> **WHAT YOU WILL DO**
Search the data for the string "Copy" and gather each line it is in.

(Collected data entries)
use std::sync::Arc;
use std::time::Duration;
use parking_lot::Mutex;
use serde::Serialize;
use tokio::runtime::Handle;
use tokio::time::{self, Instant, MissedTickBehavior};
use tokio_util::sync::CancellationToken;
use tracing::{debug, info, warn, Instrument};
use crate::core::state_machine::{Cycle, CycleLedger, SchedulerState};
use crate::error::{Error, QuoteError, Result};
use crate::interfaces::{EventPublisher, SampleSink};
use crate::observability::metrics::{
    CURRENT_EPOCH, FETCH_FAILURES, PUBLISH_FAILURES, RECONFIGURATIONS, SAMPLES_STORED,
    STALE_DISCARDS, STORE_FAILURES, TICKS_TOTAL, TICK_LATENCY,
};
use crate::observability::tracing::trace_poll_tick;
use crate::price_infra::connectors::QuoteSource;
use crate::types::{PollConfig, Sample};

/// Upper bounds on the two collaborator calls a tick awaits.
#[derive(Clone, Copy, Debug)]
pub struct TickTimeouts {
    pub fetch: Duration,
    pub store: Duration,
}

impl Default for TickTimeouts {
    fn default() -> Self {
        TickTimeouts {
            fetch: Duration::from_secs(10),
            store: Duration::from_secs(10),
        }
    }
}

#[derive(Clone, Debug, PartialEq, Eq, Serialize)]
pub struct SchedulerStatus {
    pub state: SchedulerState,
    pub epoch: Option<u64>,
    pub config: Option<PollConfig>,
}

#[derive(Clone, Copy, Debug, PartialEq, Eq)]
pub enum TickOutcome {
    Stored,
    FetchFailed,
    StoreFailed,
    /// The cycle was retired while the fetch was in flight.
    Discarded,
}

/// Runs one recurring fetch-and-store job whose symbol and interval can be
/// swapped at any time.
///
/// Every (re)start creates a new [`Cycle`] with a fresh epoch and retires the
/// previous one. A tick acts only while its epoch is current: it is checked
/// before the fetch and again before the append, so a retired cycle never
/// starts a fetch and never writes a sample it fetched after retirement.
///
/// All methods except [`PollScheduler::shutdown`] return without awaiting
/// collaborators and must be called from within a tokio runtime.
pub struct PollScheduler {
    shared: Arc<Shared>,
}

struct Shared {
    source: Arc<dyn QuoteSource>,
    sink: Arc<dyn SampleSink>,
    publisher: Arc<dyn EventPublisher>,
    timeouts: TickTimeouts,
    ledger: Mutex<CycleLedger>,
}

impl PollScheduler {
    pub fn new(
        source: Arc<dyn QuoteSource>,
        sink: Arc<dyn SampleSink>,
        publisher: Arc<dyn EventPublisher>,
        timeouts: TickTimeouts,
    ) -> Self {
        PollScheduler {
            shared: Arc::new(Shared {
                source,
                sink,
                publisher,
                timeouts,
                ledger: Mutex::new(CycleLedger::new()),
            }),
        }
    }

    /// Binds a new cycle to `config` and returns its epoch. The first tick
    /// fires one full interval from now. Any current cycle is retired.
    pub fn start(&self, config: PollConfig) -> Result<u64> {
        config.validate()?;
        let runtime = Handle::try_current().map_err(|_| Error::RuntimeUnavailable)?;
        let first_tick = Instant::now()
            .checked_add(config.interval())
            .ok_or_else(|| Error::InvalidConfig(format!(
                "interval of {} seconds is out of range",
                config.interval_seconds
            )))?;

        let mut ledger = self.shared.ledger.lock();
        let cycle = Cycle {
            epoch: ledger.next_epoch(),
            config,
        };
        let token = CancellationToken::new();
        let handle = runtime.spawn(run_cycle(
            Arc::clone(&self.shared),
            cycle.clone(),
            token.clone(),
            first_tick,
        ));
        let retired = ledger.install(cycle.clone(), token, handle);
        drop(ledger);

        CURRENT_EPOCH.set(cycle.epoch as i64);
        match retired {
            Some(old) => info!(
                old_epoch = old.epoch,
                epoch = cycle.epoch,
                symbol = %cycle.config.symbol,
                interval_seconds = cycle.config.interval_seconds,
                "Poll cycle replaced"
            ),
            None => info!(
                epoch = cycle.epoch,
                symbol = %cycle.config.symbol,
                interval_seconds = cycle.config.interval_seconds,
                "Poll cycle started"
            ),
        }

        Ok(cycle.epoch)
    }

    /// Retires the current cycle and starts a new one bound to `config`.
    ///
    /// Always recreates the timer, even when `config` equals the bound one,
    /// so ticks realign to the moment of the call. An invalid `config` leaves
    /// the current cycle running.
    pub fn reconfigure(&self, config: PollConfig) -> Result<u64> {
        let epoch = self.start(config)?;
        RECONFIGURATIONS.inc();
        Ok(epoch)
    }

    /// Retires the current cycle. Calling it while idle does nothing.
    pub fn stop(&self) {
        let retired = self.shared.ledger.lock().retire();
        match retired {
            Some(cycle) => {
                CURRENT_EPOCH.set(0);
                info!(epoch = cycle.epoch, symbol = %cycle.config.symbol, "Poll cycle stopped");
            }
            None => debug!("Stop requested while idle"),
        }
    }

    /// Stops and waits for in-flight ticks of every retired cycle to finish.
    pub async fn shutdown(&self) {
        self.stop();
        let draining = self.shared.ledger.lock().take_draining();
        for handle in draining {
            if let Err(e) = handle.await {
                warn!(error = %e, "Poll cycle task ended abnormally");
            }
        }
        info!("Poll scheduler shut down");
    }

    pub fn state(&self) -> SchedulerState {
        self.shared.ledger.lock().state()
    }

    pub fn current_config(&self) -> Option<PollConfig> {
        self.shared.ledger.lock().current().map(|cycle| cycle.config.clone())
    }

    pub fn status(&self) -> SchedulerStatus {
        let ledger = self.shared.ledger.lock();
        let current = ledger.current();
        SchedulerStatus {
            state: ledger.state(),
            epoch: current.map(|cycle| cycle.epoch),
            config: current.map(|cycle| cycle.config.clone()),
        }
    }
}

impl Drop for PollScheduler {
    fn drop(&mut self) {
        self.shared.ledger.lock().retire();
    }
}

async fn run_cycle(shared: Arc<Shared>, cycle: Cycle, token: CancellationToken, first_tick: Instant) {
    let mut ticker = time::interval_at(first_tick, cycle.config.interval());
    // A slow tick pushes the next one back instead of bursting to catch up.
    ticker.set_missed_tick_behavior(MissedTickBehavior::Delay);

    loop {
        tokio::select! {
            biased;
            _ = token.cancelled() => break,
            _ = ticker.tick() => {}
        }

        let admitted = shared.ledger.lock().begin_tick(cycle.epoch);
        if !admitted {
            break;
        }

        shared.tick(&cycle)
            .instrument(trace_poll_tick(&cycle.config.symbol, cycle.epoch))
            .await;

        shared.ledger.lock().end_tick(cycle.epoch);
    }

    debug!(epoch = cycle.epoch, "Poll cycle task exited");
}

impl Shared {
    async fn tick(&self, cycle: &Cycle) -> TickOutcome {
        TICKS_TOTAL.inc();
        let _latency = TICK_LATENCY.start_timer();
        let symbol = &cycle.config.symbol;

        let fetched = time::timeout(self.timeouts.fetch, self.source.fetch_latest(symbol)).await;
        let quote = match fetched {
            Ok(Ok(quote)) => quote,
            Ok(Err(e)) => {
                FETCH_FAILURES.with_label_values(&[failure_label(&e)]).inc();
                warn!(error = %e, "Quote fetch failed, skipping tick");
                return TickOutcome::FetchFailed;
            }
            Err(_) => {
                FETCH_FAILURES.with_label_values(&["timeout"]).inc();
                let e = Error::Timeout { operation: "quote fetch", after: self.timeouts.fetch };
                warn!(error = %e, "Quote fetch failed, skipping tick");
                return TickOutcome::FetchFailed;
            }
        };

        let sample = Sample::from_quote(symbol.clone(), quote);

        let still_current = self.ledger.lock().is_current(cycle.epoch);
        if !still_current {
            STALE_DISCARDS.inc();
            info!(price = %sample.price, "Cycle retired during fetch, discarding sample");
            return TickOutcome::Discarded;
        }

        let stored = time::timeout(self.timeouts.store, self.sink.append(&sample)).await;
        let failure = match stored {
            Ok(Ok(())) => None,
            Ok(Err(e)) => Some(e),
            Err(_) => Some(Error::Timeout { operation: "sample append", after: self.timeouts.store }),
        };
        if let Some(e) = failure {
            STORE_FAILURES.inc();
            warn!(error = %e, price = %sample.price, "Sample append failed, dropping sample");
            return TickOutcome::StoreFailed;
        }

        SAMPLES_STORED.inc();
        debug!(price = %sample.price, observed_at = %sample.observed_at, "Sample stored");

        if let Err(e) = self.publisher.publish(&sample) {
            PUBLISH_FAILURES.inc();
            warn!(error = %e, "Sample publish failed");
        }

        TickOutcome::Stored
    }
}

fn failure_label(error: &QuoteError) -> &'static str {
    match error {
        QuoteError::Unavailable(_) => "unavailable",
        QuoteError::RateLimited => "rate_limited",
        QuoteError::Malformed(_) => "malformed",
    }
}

--

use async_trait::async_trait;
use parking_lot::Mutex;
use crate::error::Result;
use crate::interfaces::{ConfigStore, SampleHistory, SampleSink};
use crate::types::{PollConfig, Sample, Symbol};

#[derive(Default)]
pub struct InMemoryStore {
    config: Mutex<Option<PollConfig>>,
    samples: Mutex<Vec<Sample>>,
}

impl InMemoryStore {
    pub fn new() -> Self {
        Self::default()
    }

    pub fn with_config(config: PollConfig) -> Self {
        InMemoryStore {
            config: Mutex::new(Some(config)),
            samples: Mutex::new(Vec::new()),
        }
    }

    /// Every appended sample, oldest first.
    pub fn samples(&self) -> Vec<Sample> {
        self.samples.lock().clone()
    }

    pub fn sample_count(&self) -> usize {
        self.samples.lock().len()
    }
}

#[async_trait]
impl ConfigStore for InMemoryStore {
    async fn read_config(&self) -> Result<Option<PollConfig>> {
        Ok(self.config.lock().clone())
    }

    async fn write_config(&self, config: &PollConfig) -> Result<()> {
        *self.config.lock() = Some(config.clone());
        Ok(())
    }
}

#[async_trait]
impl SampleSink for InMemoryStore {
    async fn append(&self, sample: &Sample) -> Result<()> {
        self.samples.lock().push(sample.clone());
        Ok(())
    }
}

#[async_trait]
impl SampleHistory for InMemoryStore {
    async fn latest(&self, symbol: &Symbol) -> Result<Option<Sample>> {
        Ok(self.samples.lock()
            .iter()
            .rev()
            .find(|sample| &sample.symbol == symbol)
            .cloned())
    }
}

==

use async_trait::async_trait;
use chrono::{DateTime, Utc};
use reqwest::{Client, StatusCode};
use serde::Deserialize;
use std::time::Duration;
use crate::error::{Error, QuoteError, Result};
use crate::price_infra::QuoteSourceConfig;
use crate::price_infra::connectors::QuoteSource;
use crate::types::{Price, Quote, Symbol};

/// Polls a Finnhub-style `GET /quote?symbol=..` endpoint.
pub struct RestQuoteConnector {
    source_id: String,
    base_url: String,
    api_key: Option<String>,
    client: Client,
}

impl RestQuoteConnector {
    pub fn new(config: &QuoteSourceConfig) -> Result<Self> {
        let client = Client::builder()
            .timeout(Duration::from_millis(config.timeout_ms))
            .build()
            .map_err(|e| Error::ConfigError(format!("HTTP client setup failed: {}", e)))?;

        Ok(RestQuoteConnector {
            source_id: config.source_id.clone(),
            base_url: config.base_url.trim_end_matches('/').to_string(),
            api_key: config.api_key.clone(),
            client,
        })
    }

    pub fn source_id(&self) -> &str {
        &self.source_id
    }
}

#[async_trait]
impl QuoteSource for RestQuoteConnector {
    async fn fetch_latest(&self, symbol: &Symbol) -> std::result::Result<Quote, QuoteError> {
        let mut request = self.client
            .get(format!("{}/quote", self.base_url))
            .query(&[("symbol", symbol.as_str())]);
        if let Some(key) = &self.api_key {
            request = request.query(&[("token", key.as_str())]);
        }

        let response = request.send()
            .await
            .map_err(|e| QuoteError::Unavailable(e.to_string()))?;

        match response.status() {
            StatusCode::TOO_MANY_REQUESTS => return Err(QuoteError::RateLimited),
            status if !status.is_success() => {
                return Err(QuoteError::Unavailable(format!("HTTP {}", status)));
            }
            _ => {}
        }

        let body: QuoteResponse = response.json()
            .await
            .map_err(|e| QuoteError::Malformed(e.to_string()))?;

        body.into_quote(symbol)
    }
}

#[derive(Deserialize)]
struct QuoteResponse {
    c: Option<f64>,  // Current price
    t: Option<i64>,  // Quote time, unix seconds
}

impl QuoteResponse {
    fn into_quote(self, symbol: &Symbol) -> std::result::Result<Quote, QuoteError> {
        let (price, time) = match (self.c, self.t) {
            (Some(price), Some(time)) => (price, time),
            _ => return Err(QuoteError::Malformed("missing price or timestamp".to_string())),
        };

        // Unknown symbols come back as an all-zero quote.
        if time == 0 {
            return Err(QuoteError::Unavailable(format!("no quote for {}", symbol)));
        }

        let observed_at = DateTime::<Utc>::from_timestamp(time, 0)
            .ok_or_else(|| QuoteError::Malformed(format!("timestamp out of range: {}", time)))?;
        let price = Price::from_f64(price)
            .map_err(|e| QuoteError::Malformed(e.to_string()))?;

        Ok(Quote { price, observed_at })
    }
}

> **EXERCISE SOLUTION**
#[derive(Clone, Copy, Debug)]
#[derive(Clone, Copy, Debug, PartialEq, Eq)]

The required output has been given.